BusinessWeek has learned details of the proposed merger between GM and Chrysler. The rewards are huge—but so are the obstacles
By David Welch
As top executives at General Motors (GM) and Chrysler owner Cerberus Capital Management continue to talk about a merger, the most popular scenario at this point would still have all three companies joined at the hip.
Talks between the two companies continue, and while a deal is far from certain, the two sides are narrowing in on a merger structure that both think could work, BusinessWeek has learned. The basic outcome has GM folding Chrysler's auto business into its own while Cerberus would merge lending arm Chrysler Financial Services and GMAC Financial Services.

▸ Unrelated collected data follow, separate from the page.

//! Error types for key issuance and redemption.

use thiserror::Error;

/// Licensing-specific errors.
///
/// Only caller-side failures live here. A redemption that is refused by the
/// key's lifecycle (already used, expired) is a [`crate::Redemption`] outcome,
/// not an error.
#[derive(Debug, Clone, PartialEq, Eq, Error)]
pub enum LicenseError {
    /// Requested duration is missing, non-numeric, not positive, or too large.
    #[error("invalid duration: {0}")]
    InvalidDuration(String),

    /// No key with the given token has been issued.
    #[error("license key not found")]
    KeyNotFound,
}

/// Result type for license operations.
pub type LicenseResult<T> = Result<T, LicenseError>;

Cerberus owns 51% of GMAC while GM owns the rest.
If that deal goes through, GM would end up owning a minority piece of the merged finance company and Cerberus would still have a stake in GM. While many analysts have figured that Cerberus would retreat from the car business, the private equity firm would remain deeply in the game. If the deal ends up working this way, every company involved has a vested interest in seeing the other succeed. It would still behoove Cerberus to run the combined lender so that it helps sell more GM and Chrysler cars.
Such a deal would give GM the chunk of revenue from Chrysler's estimated 1.4 million customers and the $11 billion in cash on Chrysler's books. Meanwhile, Cerberus would acquire the merged lending business it has wanted since it acquired Chrysler from Daimler (BusinessWeek.com, 5/14/07) more than a year ago.
A Win-Win
Sources close to both companies say that if the two lenders and two automakers are combined, all would have better balance sheets. Then they can weather the storm and get to 2010, when executives on both sides think a new health-care deal with the United Auto Workers will save money, and auto sales will rebound from today's dismal levels.
But there are many hurdles to getting a deal done and making the synergies work. Both sides need to agree on what the traded assets are worth. Even if they do, there are issues to be worked out with the unions, who will be fearful of massive layoffs. One source close to the talks says that GM Chairman and CEO G. Richard Wagoner Jr. is keen on the merger but is moving very cautiously. He does not want to forge such an historic tieup if the risk of failure is too great.
The merged car company would have a dizzying 11 brands to manage and more than 10 million vehicles in global sales a year with automotive revenue of roughly $220 billion.
GM executives think they can benefit from Chrysler's cash and revenue, while cutting thousands of headquarters jobs and overhead to create a profitable revenue stream. One source close to the talks said that GM "will save billions at the start and many billions more in the future" if they do the deal.
Clock Is Ticking
But with both companies burning cash, they will have to race to get those savings. "The classic merger arguments don't apply because they don't have the time to realize them," says Sean McAlinden, chief economist at the Center for Automotive Research in Ann Arbor, Mich. "If the recession is as deep as everyone thinks, GM could run out of cash next year."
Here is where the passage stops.